What in the world isn’t going on in the busy boroughs of artist Keith Jones?
Geometric mini-dudes cop lifts on the shoulders and forearms of freewheeling fake-heads. The ocular lasers of airborne adolescents zap pistol-packing teddy-men before they can perpetrate mischief. Dead birdies line the phone wires, hairy mountain men haul ass on bicycles, smoke-faced prophets shake esoteric sceptres at incomprehensible machines. Robots, blood, ice cream and hard liquor abound.
There’s plenty going on in the signature tableaus of Vancouver artist Keith Jones, currently residing in Montreal. These surreal soups of activity, little Jonestowns if you will—which make up a good half of his new, somewhat scrapbookish collection Bacter-Area from Drawn & Quarterly—are full of all manner of goddamn stuff, good and bad, silly and sacred. But what does it all add up to?
“It’s a world full of things that I make up,” explains Jones (as best he can). “I want it to be so busy that it doesn’t have a focal point anymore. It’s like a world and everything has a little story going on, and the story of it all is just that—there are tons of little stories going on at the same time.
“I’ll get into a long journey to draw one of those. I just start in a spot and spread out. I always find moments on the page which are where the confidence is, and go in there, and then over here will just be blank. But then I have something to react to, and fill in more. The last thing I’ll be thinking about is what’s going on. I don’t want to worry about that.”

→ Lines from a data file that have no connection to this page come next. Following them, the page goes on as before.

use std::collections::{BTreeSet, HashMap, VecDeque};
use std::sync::Mutex;

use anyhow::{Result, bail};
use async_trait::async_trait;

use super::LoadBalancerGateway;
use crate::model::{HealthState, Tag, TaggedGroup, TargetGroup, TargetHealth, TargetIdentity};

// ---------------------------------------------------------------------------
// Journal types
// ---------------------------------------------------------------------------

/// One call observed by [`MemoryGateway`], in issue order.
#[derive(Debug, Clone, PartialEq, Eq)]
pub enum GatewayCall {
    ListGroups,
    ListHealth {
        group: String,
        filtered: bool,
    },
    Register {
        group: String,
        targets: Vec<TargetIdentity>,
    },
    Deregister {
        group: String,
        targets: Vec<TargetIdentity>,
    },
}

impl GatewayCall {
    pub fn is_mutation(&self) -> bool {
        matches!(self, Self::Register { .. } | Self::Deregister { .. })
    }
}

#[derive(Debug, Clone, Copy, PartialEq, Eq)]
pub enum CallKind {
    ListGroups,
    ListHealth,
    Register,
    Deregister,
}

// ---------------------------------------------------------------------------
// MemoryGateway
// ---------------------------------------------------------------------------

/// Deterministic in-process control plane.
///
/// Members carry a health script: each health listing that reports a member
/// consumes the head of its script, and the last state sticks. Freshly
/// registered members spend `warmup` listings in `initial` before settling.
/// Filtered listings report unregistered identities as `unused`, the way
/// ELBv2 reports `Target.NotRegistered`.
pub struct MemoryGateway {
    state: Mutex<MemoryState>,
}

struct MemoryState {
    groups: Vec<TaggedGroup>,
    members: HashMap<String, Vec<Member>>,
    warmup: u32,
    settled: HealthState,
    failures: Vec<(CallKind, Option<String>)>,
    journal: Vec<GatewayCall>,
}

struct Member {
    target: TargetIdentity,
    script: VecDeque<HealthState>,
}

impl Member {
    fn new(target: TargetIdentity, script: impl IntoIterator<Item = HealthState>) -> Self {
        let mut script: VecDeque<HealthState> = script.into_iter().collect();
        if script.is_empty() {
            script.push_back(HealthState::Healthy);
        }
        Self { target, script }
    }

    fn observe(&mut self) -> HealthState {
        let state = self.script[0];
        if self.script.len() > 1 {
            self.script.pop_front();
        }
        state
    }
}

impl Default for MemoryGateway {
    fn default() -> Self {
        Self::new()
    }
}

impl MemoryGateway {
    pub fn new() -> Self {
        Self {
            state: Mutex::new(MemoryState {
                groups: Vec::new(),
                members: HashMap::new(),
                warmup: 0,
                settled: HealthState::Healthy,
                failures: Vec::new(),
                journal: Vec::new(),
            }),
        }
    }

    /// ARN assigned to a group registered under `name`.
    pub fn arn_for(name: &str) -> String {
        format!("arn:aws:elasticloadbalancing:us-east-1:000000000000:targetgroup/{name}/0")
    }

    /// Add a target group with the given `(key, value)` tags.
    pub fn with_group(self, name: &str, tags: &[(&str, &str)]) -> Self {
        {
            let mut st = self.lock();
            let group = TargetGroup::new(Self::arn_for(name), name);
            st.members.entry(group.arn.clone()).or_default();
            st.groups.push(TaggedGroup {
                group,
                tags: tags.iter().map(|(k, v)| Tag::new(*k, *v)).collect(),
            });
        }
        self
    }

    /// Seed a member whose health stays at `state`.
    pub fn with_member(self, group: &str, target: TargetIdentity, state: HealthState) -> Self {
        self.with_scripted_member(group, target, &[state])
    }

    /// Seed a member that reports `script` on successive health listings.
    pub fn with_scripted_member(
        self,
        group: &str,
        target: TargetIdentity,
        script: &[HealthState],
    ) -> Self {
        {
            let mut st = self.lock();
            let members = st.members.entry(Self::arn_for(group)).or_default();
            members.retain(|m| m.target != target);
            members.push(Member::new(target, script.iter().copied()));
        }
        self
    }

    /// Newly registered members report `initial` for `polls` listings, then
    /// `settled` from then on.
    pub fn with_warmup(self, polls: u32, settled: HealthState) -> Self {
        {
            let mut st = self.lock();
            st.warmup = polls;
            st.settled = settled;
        }
        self
    }

    /// Fail every call of `kind`, optionally only against the named group.
    pub fn fail_on(self, kind: CallKind, group: Option<&str>) -> Self {
        self.lock()
            .failures
            .push((kind, group.map(Self::arn_for)));
        self
    }

    pub fn group(&self, name: &str) -> Option<TargetGroup> {
        self.lock()
            .groups
            .iter()
            .find(|g| g.group.name == name)
            .map(|g| g.group.clone())
    }

    pub fn members(&self, group: &str) -> BTreeSet<TargetIdentity> {
        self.lock()
            .members
            .get(&Self::arn_for(group))
            .map(|ms| ms.iter().map(|m| m.target.clone()).collect())
            .unwrap_or_default()
    }

    pub fn calls(&self) -> Vec<GatewayCall> {
        self.lock().journal.clone()
    }

    /// Number of filtered health listings issued against `group`.
    pub fn health_polls(&self, group: &str) -> usize {
        self.lock()
            .journal
            .iter()
            .filter(|c| {
                matches!(c, GatewayCall::ListHealth { group: g, filtered: true } if g == group)
            })
            .count()
    }

    fn lock(&self) -> std::sync::MutexGuard<'_, MemoryState> {
        self.state.lock().expect("memory gateway lock poisoned")
    }
}

impl MemoryState {
    fn name_of(&self, arn: &str) -> String {
        self.groups
            .iter()
            .find(|g| g.group.arn == arn)
            .map(|g| g.group.name.clone())
            .unwrap_or_else(|| arn.to_string())
    }

    fn check(&self, kind: CallKind, group: Option<&TargetGroup>) -> Result<()> {
        let hit = self.failures.iter().any(|(k, g)| {
            *k == kind
                && match (g, group) {
                    (None, _) => true,
                    (Some(arn), Some(group)) => *arn == group.arn,
                    (Some(_), None) => false,
                }
        });
        if hit {
            bail!("injected {kind:?} failure");
        }
        Ok(())
    }

    fn members_mut(&mut self, group: &TargetGroup) -> Result<&mut Vec<Member>> {
        match self.members.get_mut(&group.arn) {
            Some(members) => Ok(members),
            None => bail!("target group {} not found", group.arn),
        }
    }
}

#[async_trait]
impl LoadBalancerGateway for MemoryGateway {
    async fn list_groups_with_tags(&self) -> Result<Vec<TaggedGroup>> {
        let mut st = self.lock();
        st.journal.push(GatewayCall::ListGroups);
        st.check(CallKind::ListGroups, None)?;
        Ok(st.groups.clone())
    }

    async fn list_health(
        &self,
        group: &TargetGroup,
        targets: Option<&[TargetIdentity]>,
    ) -> Result<Vec<TargetHealth>> {
        let mut st = self.lock();
        let name = st.name_of(&group.arn);
        st.journal.push(GatewayCall::ListHealth {
            group: name,
            filtered: targets.is_some(),
        });
        st.check(CallKind::ListHealth, Some(group))?;
        let members = st.members_mut(group)?;
        let report = match targets {
            None => members
                .iter_mut()
                .map(|m| TargetHealth::new(m.target.clone(), m.observe()))
                .collect(),
            Some(wanted) => wanted
                .iter()
                .map(|t| match members.iter_mut().find(|m| m.target == *t) {
                    Some(m) => TargetHealth::new(t.clone(), m.observe()),
                    None => TargetHealth::new(t.clone(), HealthState::Unused),
                })
                .collect(),
        };
        Ok(report)
    }

    async fn register(&self, group: &TargetGroup, targets: &[TargetIdentity]) -> Result<()> {
        let mut st = self.lock();
        let name = st.name_of(&group.arn);
        st.journal.push(GatewayCall::Register {
            group: name,
            targets: targets.to_vec(),
        });
        st.check(CallKind::Register, Some(group))?;
        let mut script = vec![HealthState::Initial; st.warmup as usize];
        script.push(st.settled);
        let members = st.members_mut(group)?;
        for target in targets {
            if !members.iter().any(|m| m.target == *target) {
                members.push(Member::new(target.clone(), script.iter().copied()));
            }
        }
        Ok(())
    }

    async fn deregister(&self, group: &TargetGroup, targets: &[TargetIdentity]) -> Result<()> {
        let mut st = self.lock();
        let name = st.name_of(&group.arn);
        st.journal.push(GatewayCall::Deregister {
            group: name,
            targets: targets.to_vec(),
        });
        st.check(CallKind::Deregister, Some(group))?;
        let members = st.members_mut(group)?;
        members.retain(|m| !targets.contains(&m.target));
        Ok(())
    }
}

#[cfg(test)]
mod tests {
    use super::*;

    fn id(s: &str) -> TargetIdentity {
        TargetIdentity::new(s)
    }

    #[tokio::test]
    async fn register_twice_is_idempotent() {
        let gw = MemoryGateway::new().with_group("blue", &[]);
        let group = gw.group("blue").unwrap();
        let targets = vec![id("i-1"), id("i-2")];

        gw.register(&group, &targets).await.unwrap();
        let once = gw.members("blue");
        gw.register(&group, &targets).await.unwrap();

        assert_eq!(gw.members("blue"), once);
        assert_eq!(once.len(), 2);
    }

    #[tokio::test]
    async fn warmup_reports_initial_then_settles() {
        let gw = MemoryGateway::new()
            .with_group("blue", &[])
            .with_warmup(2, HealthState::Unused);
        let group = gw.group("blue").unwrap();
        gw.register(&group, &[id("i-1")]).await.unwrap();

        let mut seen = Vec::new();
        for _ in 0..4 {
            let health = gw.list_health(&group, None).await.unwrap();
            seen.push(health[0].state);
        }
        assert_eq!(
            seen,
            vec![
                HealthState::Initial,
                HealthState::Initial,
                HealthState::Unused,
                HealthState::Unused
            ]
        );
    }

    #[tokio::test]
    async fn filtered_listing_reports_unregistered_as_unused() {
        let gw = MemoryGateway::new()
            .with_group("blue", &[])
            .with_member("blue", id("i-1"), HealthState::Healthy);
        let group = gw.group("blue").unwrap();

        let health = gw
            .list_health(&group, Some(&[id("i-1"), id("i-9")]))
            .await
            .unwrap();
        assert_eq!(health[0].state, HealthState::Healthy);
        assert_eq!(health[1].state, HealthState::Unused);
    }

    #[tokio::test]
    async fn injected_failure_is_scoped_to_group() {
        let gw = MemoryGateway::new()
            .with_group("blue", &[])
            .with_group("green", &[])
            .fail_on(CallKind::Register, Some("green"));
        let blue = gw.group("blue").unwrap();
        let green = gw.group("green").unwrap();

        assert!(gw.register(&blue, &[id("i-1")]).await.is_ok());
        assert!(gw.register(&green, &[id("i-1")]).await.is_err());
        assert!(gw.members("green").is_empty());
    }
}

It’s an approach that puts Jones in good company. He’s part of a new school of developed doodlers straddling the realms of comics, illustration and fine art, for whom the focus is precisely on a lack of specific focus—to hell with composition and, where applicable, narrative structure.
One comparable talent is erstwhile Montrealer (and Mirror contributor) Marc Bell, a friend of Jones’s and, with Julie Doucet and now Jones, another of Drawn & Quarterly’s admissions to their Petits Livres series. Seripop, Mike Diana and Luke Ramsey (with whom Jones shared a pair of art shows in Taiwan) also spring to mind.
Balancing the visual cacophony and chaos of Jones’s images, even the more contained ones, is a thoroughness and precision in his rendering of each element. His linework is razor sharp, his figures fully fleshed out. And when he wanders close to traditional comic-strip territory, which demands a degree of scripted dialogue, Jones uses language in a similarly paradoxical fashion, grinding up corporate patois into an abstract poetry of platitudes—to wit, “It’s all thanks to that pending dispute dealing with erratic movements relative to digital watermarking over in rat training...”
“I love that kind of writing,” says Jones. “I find it really humorous and informative at the same time. It lacks feeling in a way I find funny, something that I find relevant to the way I like to draw. I’ve jumped through lots of themes with my drawings over the years. At a point in time, it was all feeling dry and stale and dead. That’s the time period the core character, the suit man I always draw, came out of. I’m still implementing him into all my drawings as everything grows all around him. The writing came out of that period as well, that weird, dry, robotic writing.
“I still love it, but it’s got a lot more humorous elements to it now. I just like the idea of making up long words that describe things that don’t exist, and sound like they’re supposed to exist to a degree that you don’t even understand.”